*** Opening MATERIAL FOR THIS EXERCISE ***

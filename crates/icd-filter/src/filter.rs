#![deny(unsafe_code)]

use icd_model::{CodeRange, Dataset, ModelError};

/// Keep exactly the rows whose `Diagnosis` value lies in `range`, inclusive,
/// preserving input order.
///
/// The pass is pure: the input dataset is untouched and the same input always
/// produces the same output. A degenerate range keeps nothing. The only
/// failure is a dataset without a `Diagnosis` column.
pub fn filter_dataset(dataset: &Dataset, range: &CodeRange) -> Result<Dataset, ModelError> {
    let column = dataset.require_diagnosis_index()?;
    let rows: Vec<Vec<String>> = dataset
        .rows
        .iter()
        .filter(|row| range.contains(dataset.cell(row, column)))
        .cloned()
        .collect();
    Ok(Dataset::new(dataset.headers.clone(), rows))
}

#[cfg(test)]
mod tests {
    use super::*;

    fn codes_dataset(codes: &[&str]) -> Dataset {
        Dataset::new(
            vec!["Diagnosis".to_string()],
            codes.iter().map(|code| vec![(*code).to_string()]).collect(),
        )
    }

    fn range(start: &str, end: &str) -> CodeRange {
        CodeRange::parse(start, end).unwrap()
    }

    #[test]
    fn rows_inside_the_range_are_kept_in_order() {
        let dataset = codes_dataset(&["1A00", "9Z99", "1B50"]);
        let filtered = filter_dataset(&dataset, &range("1A00", "1H0Z")).unwrap();
        assert_eq!(filtered.rows, vec![vec!["1A00"], vec!["1B50"]]);
    }

    #[test]
    fn bounds_are_inclusive_and_neighbors_excluded() {
        let dataset = codes_dataset(&["1A01", "2A00", "1H0Z"]);
        let filtered = filter_dataset(&dataset, &range("1A00", "1H0Z")).unwrap();
        assert_eq!(filtered.rows, vec![vec!["1A01"], vec!["1H0Z"]]);
    }

    #[test]
    fn other_columns_are_carried_through_untouched() {
        let dataset = Dataset::new(
            vec!["Patient".to_string(), "Diagnosis".to_string()],
            vec![
                vec!["P-001".to_string(), "1A00".to_string()],
                vec!["P-002".to_string(), "9Z99".to_string()],
            ],
        );
        let filtered = filter_dataset(&dataset, &range("1A00", "1H0Z")).unwrap();
        assert_eq!(filtered.headers, dataset.headers);
        assert_eq!(filtered.rows, vec![vec!["P-001", "1A00"]]);
    }

    #[test]
    fn empty_dataset_filters_to_empty_without_error() {
        let dataset = codes_dataset(&[]);
        let filtered = filter_dataset(&dataset, &range("1A00", "1H0Z")).unwrap();
        assert!(filtered.is_empty());
    }

    #[test]
    fn degenerate_range_filters_to_empty() {
        let dataset = codes_dataset(&["1A00", "1B50"]);
        let filtered = filter_dataset(&dataset, &range("1H0Z", "1A00")).unwrap();
        assert!(filtered.is_empty());
    }

    #[test]
    fn missing_diagnosis_column_is_an_error() {
        let dataset = Dataset::new(vec!["Code".to_string()], vec![vec!["1A00".to_string()]]);
        assert!(matches!(
            filter_dataset(&dataset, &range("1A00", "1H0Z")),
            Err(ModelError::MissingDiagnosisColumn { .. })
        ));
    }

    #[test]
    fn filtering_a_filter_result_is_a_fixpoint() {
        let dataset = codes_dataset(&["1A00", "9Z99", "1B50", "2A00"]);
        let bounds = range("1A00", "1H0Z");
        let once = filter_dataset(&dataset, &bounds).unwrap();
        let twice = filter_dataset(&once, &bounds).unwrap();
        assert_eq!(once, twice);
    }

    #[test]
    fn rows_missing_the_diagnosis_cell_are_excluded() {
        let dataset = Dataset::new(
            vec!["Patient".to_string(), "Diagnosis".to_string()],
            vec![
                vec!["P-001".to_string(), "1A00".to_string()],
                vec!["P-002".to_string()],
            ],
        );
        let filtered = filter_dataset(&dataset, &range("1A00", "1H0Z")).unwrap();
        assert_eq!(filtered.rows.len(), 1);
    }
}
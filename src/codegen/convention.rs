//! Blocking and callback call conventions for commands.
//!
//! Both conventions render from the same [`CommandShape`], so they always
//! agree on the parameter record, the result record and the wire method.
//!
//! # Generated API
//!
//! | Item | Blocking | Callback |
//! |------|----------|----------|
//! | handle | `NCommand` | `AsyncNCommand` |
//! | constructor | `new(params) -> Arc<Self>` | `new(params, Option<NCallback>) -> Arc<Self>` |
//! | invocation | `run(&transport)`, `run_timeout(&transport, timeout)` | `submit(&transport)` |
//! | completion | decode into result slot, release latch | decode, hand outcome to callback |

// ============================================================================
// Imports
// ============================================================================

use super::capability::{Capabilities, Capability};
use super::naming::fn_ident;
use super::record::Record;
use super::writer::{CodeWriter, string_literal};

// ============================================================================
// CommandShape
// ============================================================================

/// Everything both conventions need to know about one command.
#[derive(Debug, Clone, PartialEq, Eq)]
pub struct CommandShape {
    /// Exported identifier, domain-qualified when needed.
    pub ident: String,
    /// Wire method, `Domain.command`.
    pub method: String,
    pub description: Option<String>,
    pub experimental: bool,
    /// Present iff the command declares parameters.
    pub params: Option<Record>,
    /// Present iff the command declares return values.
    pub result: Option<Record>,
}

impl CommandShape {
    /// Returns the parameters record identifier, if any.
    #[must_use]
    pub fn params_ident(&self) -> Option<&str> {
        self.params.as_ref().map(|r| r.ident.as_str())
    }

    /// Returns the decoded outcome type of a successful call.
    #[must_use]
    pub fn result_ty(&self) -> &str {
        self.result.as_ref().map_or("()", |r| r.ident.as_str())
    }

    /// Returns the blocking handle identifier.
    #[must_use]
    pub fn blocking_ident(&self) -> String {
        format!("{}Command", self.ident)
    }

    /// Returns the callback handle identifier.
    #[must_use]
    pub fn callback_handle_ident(&self) -> String {
        format!("Async{}Command", self.ident)
    }

    /// Returns the callback type alias identifier.
    #[must_use]
    pub fn callback_ident(&self) -> String {
        format!("{}Callback", self.ident)
    }

    /// Returns the `params` field declaration, if any.
    fn params_field(&self) -> Option<String> {
        self.params_ident().map(|p| format!("params: {p},"))
    }

    /// Returns the constructor parameter list prefix, e.g. `params: NParams`.
    fn params_arg(&self) -> Option<String> {
        self.params_ident().map(|p| format!("params: {p}"))
    }
}

// ============================================================================
// CallConvention
// ============================================================================

/// One way of invoking a command from generated code.
pub trait CallConvention {
    /// Renders the handle type and its impls.
    fn render(&self, shape: &CommandShape, w: &mut CodeWriter, caps: &mut Capabilities);
}

/// Caller blocks until the response is decoded.
#[derive(Debug, Clone, Copy, Default)]
pub struct Blocking;

/// Caller returns immediately; a callback receives the decoded outcome.
#[derive(Debug, Clone, Copy, Default)]
pub struct Callback;

/// Both conventions, in render order.
pub const CONVENTIONS: &[&dyn CallConvention] = &[&Blocking, &Callback];

// ============================================================================
// Shared Rendering
// ============================================================================

/// Renders the two identity operations of `rt::Command`.
fn render_identity(shape: &CommandShape, w: &mut CodeWriter) {
    w.block("fn name(&self) -> &'static str", "", |w| {
        w.line(string_literal(&shape.method));
    });
    w.blank();
    w.block(
        "fn params(&self) -> Result<Option<Box<RawValue>>, rt::ProtocolError>",
        "",
        |w| {
            if shape.params.is_some() {
                w.line("rt::encode(&self.params).map(Some)");
            } else {
                w.line("Ok(None)");
            }
        },
    );
}

/// Renders the expression decoding `response` into the call outcome.
fn outcome_expr(shape: &CommandShape) -> String {
    match &shape.result {
        Some(result) => format!("response.and_then(rt::decode::<{}>)", result.ident),
        None => "response.map(|_| ())".to_string(),
    }
}

// ============================================================================
// Blocking
// ============================================================================

impl CallConvention for Blocking {
    fn render(&self, shape: &CommandShape, w: &mut CodeWriter, caps: &mut Capabilities) {
        caps.require_all([
            Capability::Shared,
            Capability::Sync,
            Capability::RawValue,
            Capability::Runtime,
        ]);

        let handle = shape.blocking_ident();

        // Handle type.
        w.line(format!("/// Blocking handle for `{}`.", shape.method));
        w.block(format!("pub struct {handle}"), "", |w| {
            if let Some(field) = shape.params_field() {
                w.line(field);
            }
            if let Some(result) = &shape.result {
                w.line(format!("result: Mutex<Option<{}>>,", result.ident));
            }
            w.line("latch: rt::Latch,");
            w.line("err: Mutex<Option<rt::ProtocolError>>,");
        });
        w.blank();

        // Inherent impl.
        w.block(format!("impl {handle}"), "", |w| {
            w.block(
                format!(
                    "pub fn new({}) -> Arc<Self>",
                    shape.params_arg().unwrap_or_default()
                ),
                "",
                |w| {
                    w.block("Arc::new(Self", ")", |w| {
                        if shape.params.is_some() {
                            w.line("params,");
                        }
                        if shape.result.is_some() {
                            w.line("result: Mutex::new(None),");
                        }
                        w.line("latch: rt::Latch::new(),");
                        w.line("err: Mutex::new(None),");
                    });
                },
            );
            w.blank();
            w.line("/// Submits the command and blocks until the response is decoded.");
            w.line("///");
            w.line("/// Gives up after [`rt::DEFAULT_COMMAND_TIMEOUT`].");
            w.block(
                "pub fn run(self: &Arc<Self>, transport: &dyn rt::Transport) -> Result<(), rt::ProtocolError>",
                "",
                |w| w.line("self.run_timeout(transport, rt::DEFAULT_COMMAND_TIMEOUT)"),
            );
            w.blank();
            w.line("/// Like `run`, but abandons the command after `timeout`.");
            w.block(
                "pub fn run_timeout(self: &Arc<Self>, transport: &dyn rt::Transport, timeout: ::std::time::Duration) -> Result<(), rt::ProtocolError>",
                "",
                |w| {
                    w.line("let command = Arc::clone(self) as Arc<dyn rt::Command>;");
                    w.line("transport.submit(Arc::clone(&command));");
                    w.block("if !self.latch.wait_timeout(timeout)", "", |w| {
                        w.line("transport.cancel(&command);");
                        w.line(format!(
                            "return Err(rt::ProtocolError::timeout({}, timeout));",
                            string_literal(&shape.method)
                        ));
                    });
                    w.block("match self.err.lock().take()", "", |w| {
                        w.line("Some(err) => Err(err),");
                        w.line("None => Ok(()),");
                    });
                },
            );
            if let Some(result) = &shape.result {
                w.blank();
                w.line("/// Returns the decoded result of a completed run.");
                w.block(
                    format!("pub fn result(&self) -> Option<{}>", result.ident),
                    "",
                    |w| w.line("self.result.lock().clone()"),
                );
                w.blank();
                w.block(
                    format!("pub fn take_result(&self) -> Option<{}>", result.ident),
                    "",
                    |w| w.line("self.result.lock().take()"),
                );
            }
        });
        w.blank();

        // Command impl.
        w.block(format!("impl rt::Command for {handle}"), "", |w| {
            render_identity(shape, w);
            w.blank();
            w.block(
                "fn done(&self, response: Result<&RawValue, rt::ProtocolError>)",
                "",
                |w| {
                    w.block(format!("match {}", outcome_expr(shape)), "", |w| {
                        if shape.result.is_some() {
                            w.line("Ok(result) => *self.result.lock() = Some(result),");
                        } else {
                            w.line("Ok(()) => {}");
                        }
                        w.line("Err(err) => *self.err.lock() = Some(err),");
                    });
                    w.line("self.latch.release();");
                },
            );
        });
        w.blank();

        // Convenience function.
        let function = fn_ident(&shape.ident);
        let args = match shape.params_arg() {
            Some(params) => format!("{params}, transport: &dyn rt::Transport"),
            None => "transport: &dyn rt::Transport".to_string(),
        };
        let ctor = if shape.params.is_some() { "new(params)" } else { "new()" };

        w.doc(shape.description.as_deref(), shape.experimental);
        w.block(
            format!(
                "pub fn {function}({args}) -> Result<{}, rt::ProtocolError>",
                shape.result_ty()
            ),
            "",
            |w| {
                w.line(format!("let command = {handle}::{ctor};"));
                w.line("command.run(transport)?;");
                if shape.result.is_some() {
                    w.line("command.take_result().ok_or(rt::ProtocolError::MissingResult)");
                } else {
                    w.line("Ok(())");
                }
            },
        );
        w.blank();
    }
}

// ============================================================================
// Callback
// ============================================================================

impl CallConvention for Callback {
    fn render(&self, shape: &CommandShape, w: &mut CodeWriter, caps: &mut Capabilities) {
        caps.require_all([
            Capability::Shared,
            Capability::Sync,
            Capability::RawValue,
            Capability::Runtime,
            Capability::Logging,
        ]);

        let handle = shape.callback_handle_ident();
        let callback = shape.callback_ident();

        // Callback alias.
        w.line(format!("/// Completion callback for `{}`.", shape.method));
        w.line(format!(
            "pub type {callback} = Box<dyn FnOnce(Result<{}, rt::ProtocolError>) + Send>;",
            shape.result_ty()
        ));
        w.blank();

        // Handle type.
        w.line(format!("/// Callback handle for `{}`.", shape.method));
        w.block(format!("pub struct {handle}"), "", |w| {
            if let Some(field) = shape.params_field() {
                w.line(field);
            }
            w.line(format!("callback: Mutex<Option<{callback}>>,"));
        });
        w.blank();

        // Inherent impl.
        w.block(format!("impl {handle}"), "", |w| {
            let args = match shape.params_arg() {
                Some(params) => format!("{params}, callback: Option<{callback}>"),
                None => format!("callback: Option<{callback}>"),
            };
            w.block(format!("pub fn new({args}) -> Arc<Self>"), "", |w| {
                w.block("Arc::new(Self", ")", |w| {
                    if shape.params.is_some() {
                        w.line("params,");
                    }
                    w.line("callback: Mutex::new(callback),");
                });
            });
            w.blank();
            w.line("/// Submits the command without waiting for the response.");
            w.block(
                "pub fn submit(self: &Arc<Self>, transport: &dyn rt::Transport)",
                "",
                |w| w.line("transport.submit(Arc::clone(self) as Arc<dyn rt::Command>);"),
            );
        });
        w.blank();

        // Command impl.
        w.block(format!("impl rt::Command for {handle}"), "", |w| {
            render_identity(shape, w);
            w.blank();
            w.block(
                "fn done(&self, response: Result<&RawValue, rt::ProtocolError>)",
                "",
                |w| {
                    w.line(format!("let outcome = {};", outcome_expr(shape)));
                    w.line("let callback = self.callback.lock().take();");
                    w.block("match callback", "", |w| {
                        w.line("Some(callback) => callback(outcome),");
                        w.block("None =>", "", |w| {
                            w.block("if let Err(err) = outcome", "", |w| {
                                w.line(format!(
                                    "warn!(method = {}, error = %err, \"Command failed without callback\");",
                                    string_literal(&shape.method)
                                ));
                            });
                        });
                    });
                },
            );
        });
        w.blank();
    }
}

// ============================================================================
// Tests
// ============================================================================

*** Closing MATERIAL FOR THIS EXERCISE ***

— AIM OF THE EXERCISE —
What belongs in the answer is each line of the data that has the word "ModelError".

— SOLUTION —
use icd_model::{CodeRange, Dataset, ModelError};
pub fn filter_dataset(dataset: &Dataset, range: &CodeRange) -> Result<Dataset, ModelError> {
            Err(ModelError::MissingDiagnosisColumn { .. })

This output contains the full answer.